DESCRIPTION (provided by applicant): In long-term studies, we have discovered important associations of impaired cognitive development, physical fitness, and growth with early childhood diarrhea and malnutrition in favela (shantytown) children in Northeast Brazil. Having found that an "Alzheimer's-like" deficit in higher executive function and semantic fluency were most affected, we then found a striking association of the "Alzheimer's gene," APOE4, with protection from the cognitive developmental impairments. Hence we postulate that early childhood diarrhea and its consequent malnutrition have their greatest impact via lasting impairment on cognitive development effects that are accentuated in individuals lacking the "protective" APOE4 allele and that specific micronutrient interventions can ameliorate this effect. In order to directly test our hypothesis that intestinal and cognitive impairments involve ApoE and that specific micronutrients can ameliorate these effects, and to examine potential mechanisms involved, we have established murine models of early malnutrition, growth, and cognitive development in both wild-type and APOE-knockout mice in our collaborations at the Federal University of Ceara (UFC) in Brazil and at the University of Virginia (UVa) respectively. Furthermore, with a synergistic new collaboration with colleagues at Duke University, we can specifically examine effects of APOE4 using human APOE4 targeted replacement "knock-in" mice to "close the loop" on our hypothesis and directly assess whether and how apoE4 is protective against intestinal and cognitive effects of malnutrition, studies that will have direct implications for the optimal health and development of children throughout developing areas. Hence our specific aims are to define the effects of malnutrition and specific micronutrients on intestinal, brain, and cognitive development in a murine model using outbred and inbred wild-type, ApoE knock-out (ko), and human ApoE4 targeted replacement "knock-in" C57BI mice. We will define the effects on intestinal and brain histology and maturation using immunohistochemical methods and studies of developmental milestones and behavioral ontogeny. We will seek to identify potential mechanisms of these effects in the intestine and brain including studies of IGF-1, and will examine the effects of glutamine, zinc, and arginine interventions.

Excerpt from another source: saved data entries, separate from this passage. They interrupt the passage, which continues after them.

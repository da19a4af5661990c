// =============================================================================
// REST API Endpoints — Axum 0.8
// =============================================================================
//
// All endpoints live under `/api/v1/`. Health is public; everything else
// requires a valid Bearer token checked via the `AuthBearer` extractor.
//
//   GET  /api/v1/health         liveness + state version
//   GET  /api/v1/state          full state snapshot
//   POST /api/v1/signals        route one signal through the engine topology
//   GET  /api/v1/rules          rule configuration in evaluation order
//   POST /api/v1/rules/{name}   adjust one rule (422 when refused)
//   POST /api/v1/layers         overlay new decision-layer outputs
//   POST /api/v1/rule-context   replace the rule context
//   POST /api/v1/evaluate       run one orchestrator cycle now
//   GET  /api/v1/decisions      recent orchestrator and routing decisions
//   GET  /api/v1/ws             live decision feed
//
// CORS is permissive; tighten `allow_origin` when exposed beyond localhost.
// =============================================================================

use std::sync::Arc;

use axum::{
    extract::{Json, Path, State},
    http::StatusCode,
    response::IntoResponse,
    routing::{get, post},
    Router,
};
use serde::{Deserialize, Serialize};
use serde_json::Value;
use tower_http::cors::{Any, CorsLayer};
use tracing::{info, warn};

use crate::api::auth::AuthBearer;
use crate::app_state::{AppState, RuleConfigView};
use crate::error::CoreError;
use crate::fusion::{LayerSnapshot, LayerSource};
use crate::orchestrator::ExoDecision;
use crate::routing::{FinalDecision, SignalOrigin};
use crate::rules::{RuleAdjustment, RuleContext};

type ApiError = (StatusCode, Json<Value>);

fn api_error(status: StatusCode, message: impl Into<String>) -> ApiError {
    (status, Json(serde_json::json!({ "error": message.into() })))
}

// =============================================================================
// Router construction
// =============================================================================

/// Build the full REST API router with CORS middleware and shared state.
pub fn router(state: Arc<AppState>) -> Router {
    let cors = CorsLayer::new()
        .allow_origin(Any)
        .allow_methods(Any)
        .allow_headers(Any);

    Router::new()
        // ── Public ──────────────────────────────────────────────────
        .route("/api/v1/health", get(health))
        // ── Authenticated ───────────────────────────────────────────
        .route("/api/v1/state", get(full_state))
        .route("/api/v1/signals", post(route_signal))
        .route("/api/v1/rules", get(list_rules))
        .route("/api/v1/rules/{name}", post(adjust_rule))
        .route("/api/v1/layers", post(update_layers))
        .route("/api/v1/rule-context", post(set_rule_context))
        .route("/api/v1/evaluate", post(evaluate))
        .route("/api/v1/decisions", get(decisions))
        // ── WebSocket ───────────────────────────────────────────────
        .route("/api/v1/ws", get(crate::api::ws::ws_handler))
        // ── Middleware & State ───────────────────────────────────────
        .layer(cors)
        .with_state(state)
}

// =============================================================================
// Health (public)
// =============================================================================

#[derive(Serialize)]
struct HealthResponse {
    status: &'static str,
    state_version: u64,
    server_time: i64,
}

async fn health(State(state): State<Arc<AppState>>) -> impl IntoResponse {
    Json(HealthResponse {
        status: "ok",
        state_version: state.current_state_version(),
        server_time: chrono::Utc::now().timestamp_millis(),
    })
}

// =============================================================================
// Full state snapshot
// =============================================================================

async fn full_state(_auth: AuthBearer, State(state): State<Arc<AppState>>) -> impl IntoResponse {
    Json(state.build_snapshot())
}

// =============================================================================
// Signal routing
// =============================================================================

#[derive(Deserialize)]
struct RouteRequest {
    #[serde(rename = "type")]
    signal_type: String,
    #[serde(default)]
    payload: Value,
    #[serde(flatten)]
    origin: SignalOrigin,
}

async fn route_signal(
    _auth: AuthBearer,
    State(state): State<Arc<AppState>>,
    Json(req): Json<RouteRequest>,
) -> Result<Json<FinalDecision>, ApiError> {
    match state
        .route_signal(&req.signal_type, req.payload, req.origin)
        .await
    {
        Ok(decision) => Ok(Json(decision)),
        Err(e @ CoreError::UnmappedSignalType(_)) => {
            warn!(signal = %req.signal_type, "rejected signal with unmapped type");
            Err(api_error(StatusCode::BAD_REQUEST, e.to_string()))
        }
        Err(e) => Err(api_error(StatusCode::INTERNAL_SERVER_ERROR, e.to_string())),
    }
}

// =============================================================================
// Rule administration
// =============================================================================

async fn list_rules(_auth: AuthBearer, State(state): State<Arc<AppState>>) -> impl IntoResponse {
    Json(RuleConfigView::collect(&state.rule_engine))
}

async fn adjust_rule(
    _auth: AuthBearer,
    State(state): State<Arc<AppState>>,
    Path(name): Path<String>,
    Json(adjustment): Json<RuleAdjustment>,
) -> Result<Json<RuleConfigView>, ApiError> {
    match state.adjust_rule(&name, adjustment) {
        Ok(config) => {
            info!(rule = %name, threshold = config.threshold, enabled = config.enabled, "rule adjusted via API");
            Ok(Json(RuleConfigView { name, config }))
        }
        // The store has already logged the refusal.
        Err(e) => Err(api_error(StatusCode::UNPROCESSABLE_ENTITY, e.to_string())),
    }
}

// =============================================================================
// Inputs
// =============================================================================

async fn update_layers(
    _auth: AuthBearer,
    State(state): State<Arc<AppState>>,
    Json(update): Json<LayerSnapshot>,
) -> impl IntoResponse {
    state.update_layers(update);
    Json(state.layers.snapshot())
}

async fn set_rule_context(
    _auth: AuthBearer,
    State(state): State<Arc<AppState>>,
    Json(ctx): Json<RuleContext>,
) -> impl IntoResponse {
    state.set_rule_context(ctx.clone());
    Json(ctx)
}

// =============================================================================
// Evaluation
// =============================================================================

async fn evaluate(
    _auth: AuthBearer,
    State(state): State<Arc<AppState>>,
) -> Result<Json<ExoDecision>, ApiError> {
    match state.run_cycle() {
        Ok(decision) => Ok(Json(decision)),
        Err(e @ CoreError::MissingUpstreamLayer(_)) => {
            Err(api_error(StatusCode::CONFLICT, e.to_string()))
        }
        Err(e) => Err(api_error(StatusCode::INTERNAL_SERVER_ERROR, e.to_string())),
    }
}

#[derive(Serialize)]
struct DecisionsResponse {
    decisions: Vec<ExoDecision>,
    routes: Vec<FinalDecision>,
}

async fn decisions(_auth: AuthBearer, State(state): State<Arc<AppState>>) -> impl IntoResponse {
    Json(DecisionsResponse {
        decisions: state.recent_decisions.read().clone(),
        routes: state.recent_routes.read().clone(),
    })
}

// =============================================================================
// Tests
// =============================================================================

描述（由申请人提供）：在长期研究中，我们发现巴西东北部贫民窟（棚户区）儿童的认知发育、身体健康和生长受损与幼儿腹泻和营养不良之间存在重要关联。在发现高级执行功能和语义流畅性的“阿尔茨海默氏症样”缺陷受到最大影响后，我们发现“阿尔茨海默氏症基因”APOE 4与认知发育障碍的保护有着惊人的关联。因此，我们假设，儿童早期腹泻及其随之而来的营养不良通过对认知发育影响的持久损害产生最大影响，这种影响在缺乏“保护性”APOE 4等位基因的个体中加重，并且特定的微量营养素干预可以改善这种影响。为了直接验证我们的假设，即肠道和认知障碍涉及ApoE，特定的微量营养素可以改善这些影响，并检查涉及的潜在机制，我们建立了早期营养不良，生长，我们与巴西塞阿拉联邦大学（UFC）和弗吉尼亚大学（UVa）合作，分别此外，通过与杜克大学同事的协同新合作，我们可以使用人类APOE 4靶向替代“敲入”小鼠来专门检查APOE 4的作用，以“闭合”我们的假设，并直接评估apoE 4是否以及如何保护肠道和营养不良的认知影响，这些研究将对整个发展中地区儿童的最佳健康和发展产生直接影响。因此，我们的具体目标是确定营养不良和特定的微量营养素对肠道，大脑和认知发育的小鼠模型使用远交和近交野生型，ApoE基因敲除（ko），和人类ApoE 4靶向替代“敲入”C57 BI小鼠。我们将使用免疫组织化学方法和发育里程碑和行为个体发生的研究来确定对肠和脑组织学和成熟的影响。我们将寻求确定这些影响在肠道和大脑中的潜在机制，包括IGF-1的研究，并将检查谷氨酰胺，锌和精氨酸干预的影响。